Keywords: SPIN90 (SH3 protein interacting with Nck, 90 kDa), long-term depression (LTD), behavioral flexibility, synaptic plasticity, learning and memory
Introduction
Synaptic plasticity manifests persistent changes in synaptic communication, which allows translation of brief experiences into long-lasting memories in the brain (Citri and Malenka, 2008). Proper memory storage is achieved at synapses through long-term potentiation (LTP) and long-term depression (LTD), bidirectional models of plasticity that strengthen or weaken pre-existing synapses (Collingridge et al., 2004; Woolfrey and Dell’Acqua, 2015). During LTP and LTD, microscale protrusions along neuronal dendrites called dendritic spines undergo dynamic enlargement or shrinkage, hence formation or elimination of synapses, based on stimulation received from presynaptic terminals (Bourne and Harris, 2008; Holtmaat and Svoboda, 2009; Lai and Ip, 2013). The symmetry in activity-dependent remodeling of synaptic structure and responses is thought to be the cellular mechanism underlying learning and memory (Holtmaat and Svoboda, 2009).
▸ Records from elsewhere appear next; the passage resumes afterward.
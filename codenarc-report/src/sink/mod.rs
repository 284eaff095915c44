//! Document sinks: the output boundary of the renderer.
//!
//! The generator and tables only ever talk to [`DocumentSink`]. Each output
//! technology is an adapter implementing it:
//! - `html` — standalone HTML page
//! - `text` — plain text with aligned tables
//! - `markdown` — GitHub-flavoured Markdown
//! - `recording` — in-memory event log, for inspection

pub mod html;
pub mod markdown;
pub mod recording;
pub mod text;

use std::fmt;
use std::io::{self, Write};
use std::str::FromStr;

pub use html::HtmlSink;
pub use markdown::MarkdownSink;
pub use recording::{RecordedTable, RecordingSink, SinkEvent};
pub use text::TextSink;

/// Nesting depth of a section or heading.
#[derive(Debug, Clone, Copy, PartialEq, Eq, PartialOrd, Ord, Hash)]
pub enum SectionLevel {
    One,
    Two,
    Three,
}

impl SectionLevel {
    /// 1-based depth.
    #[must_use]
    pub fn depth(self) -> usize {
        match self {
            Self::One => 1,
            Self::Two => 2,
            Self::Three => 3,
        }
    }
}

/// Minimal structured-document writer.
///
/// Calls arrive as a well-nested stream: sections contain headings,
/// paragraphs and tables; tables contain rows; rows contain cells; inline
/// primitives (`text`, `emphasis`, `link`, `anchor`) appear inside headings,
/// paragraphs and cells. Every primitive may fail with the writer's error.
pub trait DocumentSink {
    fn start_document(&mut self, title: &str) -> io::Result<()>;
    fn end_document(&mut self) -> io::Result<()>;

    fn start_section(&mut self, level: SectionLevel) -> io::Result<()>;
    fn end_section(&mut self, level: SectionLevel) -> io::Result<()>;

    fn start_heading(&mut self, level: SectionLevel) -> io::Result<()>;
    fn end_heading(&mut self, level: SectionLevel) -> io::Result<()>;

    fn start_paragraph(&mut self) -> io::Result<()>;
    fn end_paragraph(&mut self) -> io::Result<()>;

    fn text(&mut self, text: &str) -> io::Result<()>;
    fn emphasis(&mut self, text: &str) -> io::Result<()>;
    /// Reference to an [`anchor`](Self::anchor) emitted elsewhere in the document.
    fn link(&mut self, target: &str, text: &str) -> io::Result<()>;
    /// Named position that links can point at.
    fn anchor(&mut self, name: &str) -> io::Result<()>;

    fn start_table(&mut self) -> io::Result<()>;
    fn end_table(&mut self) -> io::Result<()>;
    fn start_row(&mut self) -> io::Result<()>;
    fn end_row(&mut self) -> io::Result<()>;
    fn start_header_cell(&mut self) -> io::Result<()>;
    fn end_header_cell(&mut self) -> io::Result<()>;
    fn start_cell(&mut self) -> io::Result<()>;
    fn end_cell(&mut self) -> io::Result<()>;
}

/// Supported output backends.
#[derive(Debug, Clone, Copy, Default, PartialEq, Eq)]
pub enum OutputFormat {
    #[default]
    Html,
    Text,
    Markdown,
}

impl OutputFormat {
    /// Conventional file extension, without the dot.
    #[must_use]
    pub fn extension(self) -> &'static str {
        match self {
            Self::Html => "html",
            Self::Text => "txt",
            Self::Markdown => "md",
        }
    }

    /// Sink writing this format into `writer`.
    #[must_use]
    pub fn sink<'w>(self, writer: &'w mut dyn Write) -> Box<dyn DocumentSink + 'w> {
        match self {
            Self::Html => Box::new(HtmlSink::new(writer)),
            Self::Text => Box::new(TextSink::new(writer)),
            Self::Markdown => Box::new(MarkdownSink::new(writer)),
        }
    }
}

impl fmt::Display for OutputFormat {
    fn fmt(&self, f: &mut fmt::Formatter<'_>) -> fmt::Result {
        f.write_str(match self {
            Self::Html => "html",
            Self::Text => "text",
            Self::Markdown => "markdown",
        })
    }
}

impl FromStr for OutputFormat {
    type Err = String;

    fn from_str(s: &str) -> Result<Self, Self::Err> {
        match s.trim().to_ascii_lowercase().as_str() {
            "html" | "htm" => Ok(Self::Html),
            "text" | "txt" | "plain" => Ok(Self::Text),
            "markdown" | "md" => Ok(Self::Markdown),
            other => Err(format!(
                "Unknown output format '{other}' (expected html, text or markdown)"
            )),
        }
    }
}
Actin cytoskeleton is the major mechanical framework at spines, the dynamics of which control various neuronal processes such as spine morphology, neurite outgrowth, trafficking of intracellular components and redistribution of postsynaptic density (PSD) constituents (Okamoto et al., 2004; Winder and Ayscough, 2005; Cingolani and Goda, 2008). Much evidence highlight the critical roles of actin-binding proteins (ABPs) within spines involved in actin assembly or disassembly, allowing for proper sculpting of synaptic structure and plasticity (Yuste and Bonhoeffer, 2001; Winder and Ayscough, 2005; Bourne and Harris, 2008). For example, members of the ADF/cofilin (actin depolymerizing factor/cofilin) family are involved in regulating spine volume and are required for maintenance of LTP and spine shrinkage associated with LTD (Hotulainen et al., 2009; Rust, 2015). The absence of IRSp53 (Insulin receptor substrate protein, 53 kDa), a scaffolding protein implicated in the regulation of actin, leads to enhanced LTP and impaired hippocampus-dependent learning and memory (Kim M. H. et al., 2009). Defects in synaptic plasticity associated with aberrant ABPs have been implicated in several neurological disorders, ranging from Alzheimer’s disease to Autism spectrum disorders (ASDs; Penzes et al., 2011). It is therefore not entirely surprising that the complex interplay between synaptic ABPs and actin dynamics are crucial to mechanisms underlying synaptic plasticity and higher-order brain function.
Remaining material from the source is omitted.